/xml-parser

Primary LanguageClojure

LambdaWerk backend developer test

The task

There is a PostgreSQL table of persons (person), uniquely identified by their first name (fname), last name (lname) and date of birth (dob). Every person has a telephone number (phone).

This table needs to be updated from an XML file containing elements of the form

<member>
 <first-name>JOHN</first-name>
 <last-name>DOE</last-name>
 <date-of-birth>2002-02-01</date-of-birth>
 <phone>9548938821</phone>
</member>

If the phone number is already correct, nothing should be changed in the database. If a person record does not exist, it needs to be created.

The person database table contains 10 million rows.
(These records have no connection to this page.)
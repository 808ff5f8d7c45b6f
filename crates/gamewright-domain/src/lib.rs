//! Gamewright Domain Model
//!
//! Defines the data objects that flow through the game pipeline:
//! - ValidationOutcome: verdict of the static structure check
//! - ExecutionRecord: captured result of one sandboxed run
//! - SavedArtifact: paths written for one archived attempt
//!
//! Candidate failures (timeout, crash, non-zero exit) are represented as
//! data inside `ExecutionRecord`, not as errors — a misbehaving generated
//! program is an expected outcome of the pipeline. `EngineError` is reserved
//! for genuine environment problems (persistence, serialization).

pub mod error;
pub mod record;

pub use error::{EngineError, Result};
pub use record::{ExecutionRecord, SavedArtifact, ValidationOutcome};

/// Gamewright domain version
pub const VERSION: &str = env!("CARGO_PKG_VERSION");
The update file contains 1.5 million entries.

Objective

  • Write clean code that performs the operation correctly
  • Provide basic loading statistics at the end of the operation
  • Use proper mechanisms to process the input file
  • Find ways to minimize the overall run time of the merge process
  • Reason about performance and memory usage

The number of records in the sample database and the input file are meant to reflect the number of records in a production system. A production system would have more individual fields per person, consider that when choosing an implementation strategy.

Files

The file person.sql.gz contains a database dump of the person table which can be imported into PostgreSQL.

The file update-file.xml.gz contains the XML input file to be merged into the database.